Posted by Dr. Ann P. McMahon on February 21, 2012

I wrote in my previous post about my dissertation research findings. In that post, I mentioned that I showed the engineering process used by designers at IDEO, a product innovation firm in northern California, to my elementary teacher participants as an example of best practices in engineering design. IDEO was founded by Dave Kelley, an engineering professor at Stanford, who has institutionalized his design thinking approach at the Stanford d.School. I wanted to experience that approach first hand, so last summer I traveled to Stanford’s d.School and earned a Professional Certificate in their Innovation Masters Series course called Design Thinking and the Art of Innovation.

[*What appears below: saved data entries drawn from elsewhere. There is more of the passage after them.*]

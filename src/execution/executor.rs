//! Executor loop.
//!
//! The [`Executor`] runs the watched command on a fixed schedule and
//! publishes each result into [`WatchState`]:
//! - The first run starts immediately
//! - Run `n` is due at `start + n * interval`; an overrun makes the next run
//!   fire right away instead of pushing every later run back
//! - Failed runs are published like successful ones
//! - Cancellation kills an in-flight run and discards its result

use std::sync::Arc;
use std::time::Duration;

use chrono::Local;
use tokio::task::JoinHandle;
use tokio::time::Instant;
use tokio_util::sync::CancellationToken;

use crate::core::result::ExecutionResult;
use crate::render::markup;
use crate::store::WatchState;

use super::command::{CommandOutcome, CommandRunner};

/// Handle for stopping a running executor loop.
#[derive(Debug, Clone)]
pub struct ExecutorHandle {
    cancel: CancellationToken,
}

impl ExecutorHandle {
    /// Stop the loop, killing any in-flight run.
    pub fn shutdown(&self) {
        self.cancel.cancel();
    }

    /// Check if shutdown was requested.
    pub fn is_shutdown(&self) -> bool {
        self.cancel.is_cancelled()
    }
}

/// Periodically runs the configured command and publishes its results.
pub struct Executor {
    state: Arc<WatchState>,
    runner: CommandRunner,
    cancel: CancellationToken,
}

impl Executor {
    /// Create an executor for the command held by `state`.
    pub fn new(state: Arc<WatchState>) -> Self {
        let runner = CommandRunner::new(state.config().command().clone());
        Self {
            state,
            runner,
            cancel: CancellationToken::new(),
        }
    }

    /// Observe an externally owned cancellation token.
    pub fn with_cancellation(mut self, cancel: CancellationToken) -> Self {
        self.cancel = cancel;
        self
    }

    /// Spawn the loop and return a handle for stopping it.
    pub fn start(self) -> (ExecutorHandle, JoinHandle<()>) {
        let handle = ExecutorHandle {
            cancel: self.cancel.clone(),
        };

        let task = tokio::spawn(async move {
            self.run().await;
        });

        (handle, task)
    }

    /// Main executor loop.
    async fn run(self) {
        let config = Arc::clone(self.state.config());
        let interval = config.interval();
        let mut next = Instant::now();
        let mut cycle: u64 = 0;

        tracing::info!(
            command = %config.command(),
            interval = ?interval,
            "Executor loop started"
        );

        loop {
            next += interval;
            let started = Instant::now();

            let Some(outcome) = self.runner.run(&self.cancel).await else {
                tracing::debug!(cycle = cycle + 1, "In-flight run cancelled, discarding result");
                break;
            };
            if self.cancel.is_cancelled() {
                break;
            }

            cycle += 1;
            let elapsed = started.elapsed();
            log_outcome(cycle, elapsed, &outcome);

            let result = to_result(outcome, cycle, config.color());
            self.state.publish(result);

            if Instant::now() > next {
                tracing::warn!(
                    cycle,
                    elapsed = ?elapsed,
                    interval = ?interval,
                    "Run overran the interval, starting the next one immediately"
                );
            }

            tokio::select! {
                biased;
                _ = self.cancel.cancelled() => break,
                _ = tokio::time::sleep_until(next) => {}
            }
        }

        tracing::info!(cycles = cycle, "Executor loop stopped");
    }
}

fn log_outcome(cycle: u64, elapsed: Duration, outcome: &CommandOutcome) {
    match &outcome.failure {
        None => tracing::debug!(
            cycle,
            elapsed = ?elapsed,
            bytes = outcome.output.len(),
            "Run completed"
        ),
        Some(e) => tracing::warn!(
            cycle,
            elapsed = ?elapsed,
            bytes = outcome.output.len(),
            error = %e,
            "Run failed"
        ),
    }
}

fn to_result(outcome: CommandOutcome, cycle: u64, color: bool) -> ExecutionResult {
    ExecutionResult {
        output: markup::to_markup(&outcome.output, color),
        failure: outcome.failure.map(|e| e.to_string()),
        completed_at: Some(Local::now()),
        cycle,
    }
}
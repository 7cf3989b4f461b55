//! Scheduler error types.

use apf_fairqueue::FairQueueError;

/// Scheduler error type.
#[derive(Debug, Clone, PartialEq, Eq, thiserror::Error)]
pub enum SchedulerError {
    /// Error from the fair queuing core.
    #[error(transparent)]
    FairQueue(#[from] FairQueueError),

    /// The cost estimator failed.
    #[error("cost estimation failed: {message}")]
    Estimate {
        /// Error message.
        message: String,
    },

    /// Invalid configuration.
    #[error("invalid configuration: {message}")]
    InvalidConfig {
        /// Error message.
        message: String,
    },
}

impl SchedulerError {
    /// Returns whether the request should simply be rejected now.
    #[must_use]
    pub fn is_accommodation(&self) -> bool {
        matches!(self, Self::FairQueue(err) if err.is_accommodation())
    }
}

/// Result type for scheduler operations.
pub type SchedulerResult<T> = Result<T, SchedulerError>;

It was awesome! I came home and immediately applied that approach by conducting an Innovation Institute for the administrative team at the University City Children’s Center through their LUME Institute. We’re using what I learned at Stanford to design and deliver innovative early childhood education experiences to children, parents and educators. Here’s a link to Stanford’s Student Spotlight profile in which I talk about my experiences in the course and how I applied what I learned to early childhood education. As I travel around the country speaking to and working with educators, scientists, engineers and businesspeople, I’m bringing similar insights and strategies for innovating K-12 STEM education. If you’re interested in learning more about my Innovation Institutes and unique approach to K-12 STEM education, invite me over for a visit.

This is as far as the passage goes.